Sunday, May 26, 2013

Quick and dirty tests

I'm starting to test hash (sha256 and adler32)  and compression (gzip and lzma) algorithms. Right now the program breaks its executable file into pieces, and writes them compressed with gzip using their sha256 hash as a name.
Not much, but a beginning.
Now I'm thinking about how metadata should be stored, how to test for new files and modifications inside a file already backed up.
Next, I'll try to back a file up storing its metadata and restore it in other directory.
In order to detect changes in a file already backed up I need a rolling checksum algorithm. I've found an implementation and asked for permission for using it, giving proper credit, of course.

Sunday, May 19, 2013

Lowering expectations

It's time to admit that peerbackup will never be anything else than vaporware blogware if I don't lower my expectations about it (and start producing some actual code).
The best way of getting a first version done might be simplifying its network requirements.

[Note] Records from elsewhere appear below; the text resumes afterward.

//! Expands a single node of the search tree on demand.
//!
//! The search tree is never materialized. When the explorer decides to work
//! on a goal, the builder enumerates the branches of that goal's choice node
//! in preference order. Instances outside a version range that is already
//! imposed on the package are marked as ruled out up front, every other
//! cross-package check is left to the validator.

use crate::{
    conflict::ConflictSet,
    error::InternalError,
    package::FlagDecl,
    qualified::{Choice, QualifiedName, Variable},
    request::UserConstraint,
    solver::{
        linking, preference,
        state::{OpenGoal, PackageValue},
        validator::Validator,
    },
    PackageIndex, SolvableId,
};

/// A branch of a choice node.
#[derive(Clone, Debug)]
pub(crate) enum Branch {
    /// A choice the validator still has to check.
    Open(Choice),
    /// An instance that lies outside a range already required of the
    /// package. Carries the conflict set the validator would report for it.
    RuledOut(ConflictSet),
}

/// Returns the branches of the choice node for `goal`, in the order in which
/// they should be tried.
pub(crate) fn branches<D: PackageIndex>(
    validator: &Validator<'_, '_, D>,
    goal: &OpenGoal,
) -> Result<Vec<Branch>, InternalError> {
    let cache = validator.cache();
    let state = validator.state();
    let request = cache.request();

    Ok(match goal.variable {
        Variable::Package(qpn) => preference::order_package_branches(
            linking::link_targets(state, cache, qpn),
            cache.sorted_candidates(qpn.name),
            cache.config(),
        )
        .into_iter()
        .map(|choice| match choice {
            Choice::Instance(solvable) => out_of_range(validator, goal, qpn, solvable)
                .map_or(Branch::Open(choice), Branch::RuledOut),
            _ => Branch::Open(choice),
        })
        .collect(),
        Variable::Flag(qpn, flag) => {
            let instance = cache.instance(decided_instance(validator, qpn)?);
            let decl = instance
                .flag(flag)
                .copied()
                .unwrap_or_else(|| FlagDecl::new(flag, false));
            preference::flag_order(request, qpn.name, &decl)
                .map(|value| Branch::Open(Choice::Flag(value)))
                .to_vec()
        }
        Variable::Stanza(qpn, stanza) => preference::stanza_order(request, qpn.name, stanza)
            .map(|value| Branch::Open(Choice::Stanza(value)))
            .to_vec(),
    })
}

/// Returns the conflict set of choosing `solvable` for `qpn` if the first
/// check of the validator that fails for it is an active version range.
/// Instances that fail an earlier check are left to the validator.
fn out_of_range<D: PackageIndex>(
    validator: &Validator<'_, '_, D>,
    goal: &OpenGoal,
    qpn: QualifiedName,
    solvable: SolvableId,
) -> Option<ConflictSet> {
    let cache = validator.cache();
    let instance = cache.instance(solvable);
    if !cache.is_admissible(qpn, solvable)
        || (instance.is_installed()
            && validator
                .installed_constraint_violation(qpn, instance)
                .is_some())
    {
        return None;
    }
    validator
        .state()
        .ranges(&qpn)
        .iter()
        .find(|active| !active.range.contains(&instance.version))
        .map(|active| ConflictSet::singleton(goal.id).with(&active.origin))
}

fn decided_instance<D: PackageIndex>(
    validator: &Validator<'_, '_, D>,
    qpn: QualifiedName,
) -> Result<SolvableId, InternalError> {
    match validator.state().package(&qpn) {
        Some(PackageValue::Instance(solvable)) => Ok(solvable),
        _ => Err(InternalError::UndecidedPackage(qpn)),
    }
}

/// Estimates the number of branches of `goal` that are not known to fail
/// already. Used to order goals, so it only has to be cheap and never count
/// a branch the validator would accept as failing.
pub(crate) fn plausible_choices<D: PackageIndex>(
    validator: &Validator<'_, '_, D>,
    goal: &OpenGoal,
) -> usize {
    let cache = validator.cache();
    let state = validator.state();

    match goal.variable {
        Variable::Package(qpn) => {
            let ranges = state.ranges(&qpn);
            let fits = |solvable| {
                let version = &cache.instance(solvable).version;
                ranges.iter().all(|active| active.range.contains(version))
            };
            let links = linking::link_targets(state, cache, qpn)
                .into_iter()
                .filter(|target| {
                    state
                        .instance_of(target)
                        .is_some_and(|(solvable, _)| fits(solvable))
                })
                .count();
            let instances = cache
                .admissible_candidates(qpn)
                .iter()
                .filter(|&&solvable| fits(solvable))
                .count();
            links + instances
        }
        Variable::Flag(qpn, flag) => {
            let fixed = cache
                .request()
                .constraints_for(&qpn)
                .any(|constraint| matches!(constraint, UserConstraint::Flag(_, f, _) if *f == flag));
            if fixed {
                1
            } else {
                2
            }
        }
        Variable::Stanza(qpn, stanza) => {
            let fixed = cache.request().constraints_for(&qpn).any(
                |constraint| matches!(constraint, UserConstraint::Stanza(_, s, _) if *s == stanza),
            );
            if fixed {
                1
            } else {
                2
            }
        }
    }
}
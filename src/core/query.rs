//! Query composition and pagination utilities
//!
//! [`DonationQuery`] is the store-agnostic form of a search: the
//! predicates, the ordering, and the page window. Store backends apply
//! `matches`/`compare` instead of re-deriving filter semantics, so the
//! count query and the page query always agree on what a match is.

use std::cmp::Ordering;

use serde::Serialize;

use crate::core::filters::{SearchFilters, SortKey};
use crate::core::model::Donation;

/// A composed donation search query.
#[derive(Debug, Clone)]
pub struct DonationQuery {
    pub filters: SearchFilters,
}

impl DonationQuery {
    pub fn from_filters(filters: SearchFilters) -> Self {
        Self { filters }
    }

    /// Zero-based row offset of the requested page.
    ///
    /// Saturating: the normalizer accepts any positive page number, so an
    /// absurdly large page must land past the end of the result set, not
    /// overflow.
    pub fn offset(&self) -> usize {
        self.filters
            .page
            .saturating_sub(1)
            .saturating_mul(self.filters.per_page)
    }

    /// Row limit of the requested page.
    pub fn limit(&self) -> usize {
        self.filters.per_page
    }

    /// Whether a donation satisfies every non-pagination predicate.
    ///
    /// Soft-deleted rows never match. Id/status predicates are
    /// conjunctive; the keyword predicate is an OR over title,
    /// description and author, case-insensitive, conjoined with the rest.
    pub fn matches(&self, donation: &Donation) -> bool {
        if donation.is_deleted() {
            return false;
        }

        let f = &self.filters;
        if f.category_id.is_some_and(|id| donation.category_id != id) {
            return false;
        }
        if f.sub_category_id
            .is_some_and(|id| donation.sub_category_id != Some(id))
        {
            return false;
        }
        if f.status.is_some_and(|status| donation.status != status) {
            return false;
        }
        if f.location_id.is_some_and(|id| donation.location_id != id) {
            return false;
        }

        if let Some(keyword) = &f.keyword {
            // keyword is already lowercased by the normalizer
            let hit = contains_ci(&donation.title, keyword)
                || donation
                    .description
                    .as_deref()
                    .is_some_and(|text| contains_ci(text, keyword))
                || donation
                    .author
                    .as_deref()
                    .is_some_and(|text| contains_ci(text, keyword));
            if !hit {
                return false;
            }
        }

        true
    }

    /// Total ordering of two donations under the query's sort key.
    ///
    /// Ties break on id so pagination windows stay stable across requests.
    pub fn compare(&self, a: &Donation, b: &Donation) -> Ordering {
        let primary = match self.filters.sort {
            SortKey::CreatedAtAsc => a.created_at.cmp(&b.created_at),
            // TODO: rank Popular by lending counts once the lendings table is wired in
            SortKey::CreatedAtDesc | SortKey::Popular => b.created_at.cmp(&a.created_at),
            SortKey::TitleAsc => a.title.cmp(&b.title),
            SortKey::TitleDesc => b.title.cmp(&a.title),
        };
        primary.then_with(|| a.id.cmp(&b.id))
    }
}

fn contains_ci(haystack: &str, lowered_needle: &str) -> bool {
    haystack.to_lowercase().contains(lowered_needle)
}

/// Pagination metadata returned alongside a page of results.
#[derive(Debug, Clone, PartialEq, Eq, Serialize)]
pub struct PaginationMeta {
    /// Current page number (starts at 1).
    pub page: usize,

    /// Number of items per page.
    pub per_page: usize,

    /// Total number of matching rows (after filters, before pagination).
    pub total: usize,

    /// Total number of pages; 0 when nothing matches.
    pub total_pages: usize,
}

impl PaginationMeta {
    pub fn new(page: usize, per_page: usize, total: usize) -> Self {
        let per_page = per_page.max(1);
        let total_pages = if total == 0 {
            0
        } else {
            total.div_ceil(per_page)
        };

        Self {
            page,
            per_page,
            total,
            total_pages,
        }
    }
}
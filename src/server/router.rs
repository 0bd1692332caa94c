//! Router builder for the registry's HTTP surface

use axum::{Router, routing::get};
use tower_http::cors::CorsLayer;
use tower_http::trace::TraceLayer;

use crate::server::handlers::{
    AppState, health, list_categories, list_donations, list_locations,
};

/// Build the application router.
///
/// - GET /donations  - paginated donation search
/// - GET /categories - categories with nested sub-categories
/// - GET /locations  - storage locations
/// - GET /health     - liveness probe
pub fn build_router(state: AppState) -> Router {
    Router::new()
        .route("/donations", get(list_donations))
        .route("/categories", get(list_categories))
        .route("/locations", get(list_locations))
        .route("/health", get(health))
        .layer(TraceLayer::new_for_http())
        .layer(CorsLayer::permissive())
        .with_state(state)
}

In theory it would be great to have a truly decentralized and distributed backup system, but in real life it might work as well a reduced version of it.
To put it bluntly: node management won't be automatic. A node will add another peer manually. The number of nodes will remain low and known. I'm thinking about an scenario where a group of people (friends, family, co-workers) agree to set a backup network. 
It makes the project infinitely more boring. No real p2p, no real anonymity. 
What remains then? Once the network is set up, a distributed encrypted backup. It will be more similar to an array of disks (or a RAID) than to a bittorrent network.
It may have some benefits, though. First of all, you should be able to tell when a node is down and warn its propietary. It also solves the problem of trusting unknown nodes. You know where your data is. 
But truth to be told, despite some potential benefit, the decision is to sacrifice functionality in order to get anything at all done. If it works and I get it done, there's always the possibility of a better second version.